Here’s the lowdown.  DuroSport Electronics, which, as far as I can tell, is a legitimate if little-known manufacturer of e-gadgets, has decided to branch out into somatic technologies — in this case, aerosol sprays that provide printed book-like atmosphere for your e-books.  The company’s new product, Smell of Books, comes in five different aromas to please the sniffer of even the most discerning of bibliophiles: Classic Musty, Eau You Have Cats, New Book Smell, Scent of Sensibility, and (I’m still trying to get my head around this one) Crunchy Bacon.  Maybe the latter is for people who keep cookbooks in their kitchens while playing lose and fast with the pork fat.

Anyway, Medialoper is quite down on Smell of Books, noting, for example, that New Book Smell is really just new car smell repackaged and repurposed.  DuroSport evidently has issued a recall — assuming Smell of Books is an honest to goodness product.

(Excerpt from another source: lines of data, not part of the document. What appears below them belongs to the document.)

//! Headless session replay.
//!
//! A session script is a JSON document describing a canvas session: an
//! optional configuration and base image, then a list of user actions
//! (pointer strokes in screen coordinates, keys, zoom, layer commands,
//! selection edits). [`run_script`] plays it against an [`Editor`] and writes
//! every composite and stage snapshot as PNG files.
//!
//! Pending decode/encode work is resolved after every action, the way the
//! event loop would complete it between two input events.

use std::path::{Path, PathBuf};

use serde::{Deserialize, Serialize};
use thiserror::Error;

use crate::compositor::CompositeOutput;
use crate::config::{ConfigError, EditorConfig};
use crate::editor::{Editor, PointerButton};
use crate::error::CanvasError;
use crate::geometry::Point;
use crate::keybindings::{KeyCode, Modifiers};
use crate::layer::{ControlnetParams, LayerId, LayerParams, RegionParams};
use crate::raster;
use crate::selection::Corner;
use crate::store::LayerMove;
use crate::stroke::BrushStyle;
use crate::viewport::{ZoomDirection, ZoomOrigin};

/// Errors that can occur while replaying a session.
#[derive(Debug, Error)]
pub enum ReplayError {
    #[error("Failed to read session script: {0}")]
    Io(#[from] std::io::Error),

    #[error("Failed to parse session script: {0}")]
    Parse(#[from] serde_json::Error),

    #[error("Invalid configuration: {0}")]
    Config(#[from] ConfigError),

    /// An action failed; carries its position in the script
    #[error("Action {index} failed: {source}")]
    Action {
        index: usize,
        #[source]
        source: CanvasError,
    },

    #[error(transparent)]
    Canvas(#[from] CanvasError),
}

/// One user action.
#[derive(Debug, Clone, PartialEq, Serialize, Deserialize)]
#[serde(tag = "action", rename_all = "snake_case")]
pub enum Action {
    AddSketch {
        name: String,
    },
    AddControlnet {
        name: String,
        #[serde(default)]
        params: ControlnetParams,
    },
    AddRegion {
        name: String,
        #[serde(default)]
        params: RegionParams,
    },
    RemoveLayer {
        layer: LayerId,
    },
    SelectLayer {
        layer: LayerId,
    },
    MoveLayer {
        layer: LayerId,
        direction: LayerMove,
    },
    Visibility {
        layer: LayerId,
        visible: bool,
    },
    Enabled {
        layer: LayerId,
        enabled: bool,
    },
    Opacity {
        layer: LayerId,
        opacity: f32,
    },
    Params {
        layer: LayerId,
        params: LayerParams,
    },
    Brush {
        style: BrushStyle,
    },
    /// Pointer drag through screen points
    Stroke {
        points: Vec<Point>,
        #[serde(default)]
        button: PointerButton,
    },
    Key {
        key: KeyCode,
        #[serde(default)]
        modifiers: Modifiers,
    },
    Zoom {
        direction: ZoomDirection,
        #[serde(default = "canvas_center")]
        origin: ZoomOrigin,
        #[serde(default)]
        percent: Option<f32>,
    },
    Wheel {
        at: Point,
        delta_y: f32,
    },
    Pan {
        dx: f32,
        dy: f32,
    },
    ResetView,
    FitView,
    Selection {
        x: f32,
        y: f32,
        width: f32,
        height: f32,
    },
    MoveSelection {
        dx: f32,
        dy: f32,
    },
    ResizeSelection {
        corner: Corner,
        to: Point,
    },
    /// Place an image file on the active layer at a logical position
    Paste {
        path: PathBuf,
        #[serde(default)]
        x: f32,
        #[serde(default)]
        y: f32,
        #[serde(default)]
        metadata: Option<String>,
    },
    Clear {
        layer: LayerId,
    },
    Undo,
    Redo,
    /// Export the current selection; files are prefixed with `name`
    Composite {
        name: String,
        #[serde(default)]
        invert_mask: Option<bool>,
    },
    /// Render the stage as displayed
    Snapshot {
        name: String,
    },
}

fn canvas_center() -> ZoomOrigin {
    ZoomOrigin::CanvasCenter
}

/// A complete session.
#[derive(Debug, Clone, PartialEq, Serialize, Deserialize)]
pub struct SessionScript {
    #[serde(default)]
    pub config: Option<EditorConfig>,
    /// Stage size in screen pixels
    #[serde(default)]
    pub stage: Option<(f32, f32)>,
    /// Image file loaded as the base layer
    #[serde(default)]
    pub base_image: Option<PathBuf>,
    #[serde(default)]
    pub actions: Vec<Action>,
}

impl SessionScript {
    pub fn from_json(json: &str) -> Result<Self, ReplayError> {
        Ok(serde_json::from_str(json)?)
    }

    pub fn load(path: &Path) -> Result<Self, ReplayError> {
        let json = std::fs::read_to_string(path)?;
        Self::from_json(&json)
    }
}

/// What a replay produced.
#[derive(Debug, Clone, Default, PartialEq)]
pub struct ReplaySummary {
    pub actions: usize,
    pub events: usize,
    pub files: Vec<PathBuf>,
}

/// Read an image file into a data URL.
fn load_image(path: &Path) -> Result<String, ReplayError> {
    let bytes = std::fs::read(path)?;
    Ok(raster::bytes_to_data_url(&bytes)?)
}

fn write_data_url(path: PathBuf, data_url: &str, files: &mut Vec<PathBuf>) -> Result<(), ReplayError> {
    std::fs::write(&path, raster::data_url_bytes(data_url)?)?;
    log::info!("Wrote {:?}", path);
    files.push(path);
    Ok(())
}

fn write_composite(
    output: &CompositeOutput,
    out_dir: &Path,
    name: &str,
    files: &mut Vec<PathBuf>,
) -> Result<(), ReplayError> {
    if let Some(init) = &output.init {
        write_data_url(out_dir.join(format!("{}_init.png", name)), init, files)?;
    }
    if let Some(mask) = &output.mask {
        write_data_url(out_dir.join(format!("{}_mask.png", name)), mask, files)?;
    }
    for (slot, cn) in output.controlnets.iter().enumerate() {
        if let Some(image) = &cn.image {
            write_data_url(out_dir.join(format!("{}_controlnet{}.png", name, slot)), image, files)?;
        }
        if let Some(mask) = &cn.mask {
            write_data_url(out_dir.join(format!("{}_controlnet{}_mask.png", name, slot)), mask, files)?;
        }
    }
    for (slot, region) in output.regions.iter().enumerate() {
        if let Some(mask) = &region.mask {
            write_data_url(out_dir.join(format!("{}_region{}.png", name, slot)), mask, files)?;
        }
    }
    Ok(())
}

/// Play one action against the editor.
fn apply(
    editor: &mut Editor,
    action: &Action,
    base_dir: &Path,
    out_dir: &Path,
    files: &mut Vec<PathBuf>,
) -> Result<(), ReplayError> {
    match action {
        Action::AddSketch { name } => {
            let id = editor.add_sketch_layer(name.clone());
            editor.set_active_layer(id)?;
        }
        Action::AddControlnet { name, params } => {
            let id = editor.add_controlnet_layer(name.clone(), params.clone());
            editor.set_active_layer(id)?;
        }
        Action::AddRegion { name, params } => {
            let id = editor.add_region_layer(name.clone(), params.clone());
            editor.set_active_layer(id)?;
        }
        Action::RemoveLayer { layer } => editor.remove_layer(*layer)?,
        Action::SelectLayer { layer } => editor.set_active_layer(*layer)?,
        Action::MoveLayer { layer, direction } => {
            editor.move_layer(*layer, *direction)?;
        }
        Action::Visibility { layer, visible } => editor.set_layer_visible(*layer, *visible)?,
        Action::Enabled { layer, enabled } => editor.set_layer_enabled(*layer, *enabled)?,
        Action::Opacity { layer, opacity } => editor.set_layer_opacity(*layer, *opacity)?,
        Action::Params { layer, params } => editor.set_layer_params(*layer, params.clone())?,
        Action::Brush { style } => editor.set_brush(*style),
        Action::Stroke { points, button } => {
            let Some((first, rest)) = points.split_first() else {
                return Ok(());
            };
            editor.pointer_down(*first, *button)?;
            for point in rest {
                editor.pointer_move(*point);
            }
            editor.pointer_up()?;
        }
        Action::Key { key, modifiers } => {
            editor.key_down(*key, *modifiers)?;
            editor.key_up(*key);
        }
        Action::Zoom {
            direction,
            origin,
            percent,
        } => editor.zoom(*direction, *origin, *percent),
        Action::Wheel { at, delta_y } => editor.wheel(*at, *delta_y),
        Action::Pan { dx, dy } => editor.pan_by(Point::new(*dx, *dy)),
        Action::ResetView => editor.reset_view(),
        Action::FitView => editor.fit_to_view(),
        Action::Selection {
            x,
            y,
            width,
            height,
        } => editor.set_selection(*x, *y, *width, *height),
        Action::MoveSelection { dx, dy } => editor.move_selection(Point::new(*dx, *dy)),
        Action::ResizeSelection { corner, to } => editor.resize_selection(*corner, *to),
        Action::Paste {
            path,
            x,
            y,
            metadata,
        } => {
            let data_url = load_image(&base_dir.join(path))?;
            editor.paste_image(data_url, Point::new(*x, *y), metadata.clone())?;
        }
        Action::Clear { layer } => editor.clear_layer(*layer)?,
        Action::Undo => {
            editor.undo()?;
        }
        Action::Redo => {
            editor.redo()?;
        }
        Action::Composite { name, invert_mask } => {
            let mut request = editor.generate_request();
            if let Some(invert) = invert_mask {
                request.invert_mask = *invert;
            }
            let output = editor.composite(&request)?;
            write_composite(&output, out_dir, name, files)?;
        }
        Action::Snapshot { name } => {
            let pixmap = editor.render_stage()?;
            let data_url = raster::encode_data_url(&pixmap)?;
            write_data_url(out_dir.join(format!("{}.png", name)), &data_url, files)?;
        }
    }
    Ok(())
}

/// Replay a session script. Image paths resolve against `base_dir`; outputs
/// go to `out_dir`, which is created if missing.
pub fn run_script(
    script: &SessionScript,
    config: EditorConfig,
    base_dir: &Path,
    out_dir: &Path,
) -> Result<ReplaySummary, ReplayError> {
    std::fs::create_dir_all(out_dir)?;
    let mut editor = Editor::new(script.config.clone().unwrap_or(config));
    if let Some((width, height)) = script.stage {
        editor.set_stage_size(width, height);
    }
    let mut summary = ReplaySummary::default();

    if let Some(path) = &script.base_image {
        editor.set_base_image(load_image(&base_dir.join(path))?)?;
        editor.process_pending()?;
        editor.fit_to_view();
    }

    for (index, action) in script.actions.iter().enumerate() {
        log::debug!("Replaying action {}: {:?}", index, action);
        let result = apply(&mut editor, action, base_dir, out_dir, &mut summary.files).and_then(|()| {
            editor.process_pending()?;
            Ok(())
        });
        match result {
            Ok(()) => {}
            Err(ReplayError::Canvas(source)) => return Err(ReplayError::Action { index, source }),
            Err(other) => return Err(other),
        }
        summary.actions += 1;
        summary.events += editor.drain_events().len();
    }
    log::info!(
        "Replayed {} action(s), {} event(s), wrote {} file(s)",
        summary.actions,
        summary.events,
        summary.files.len()
    );
    Ok(summary)
}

Indeed I keep asking myself, is this for real?  Smell of Books has just enough plausibility to be believable, given how bibliophiles (and by that I mean of the print-on-paper variety) wax on and on about the scents they associate with book reading.  Yet, it’s also sufficiently doubt-inducing to raise my suspicions.  I mean, “Eau You Have Cats?”  Honestly?  And why charge $29.99 a can for New Book Smell, but only $9.99 for Classic Musty?  Something doesn’t quite add up.

Is canned aroma for e-books just an elaborate hoax?  If not, is there actually a market for this stuff?  Either way, I’m not buying it.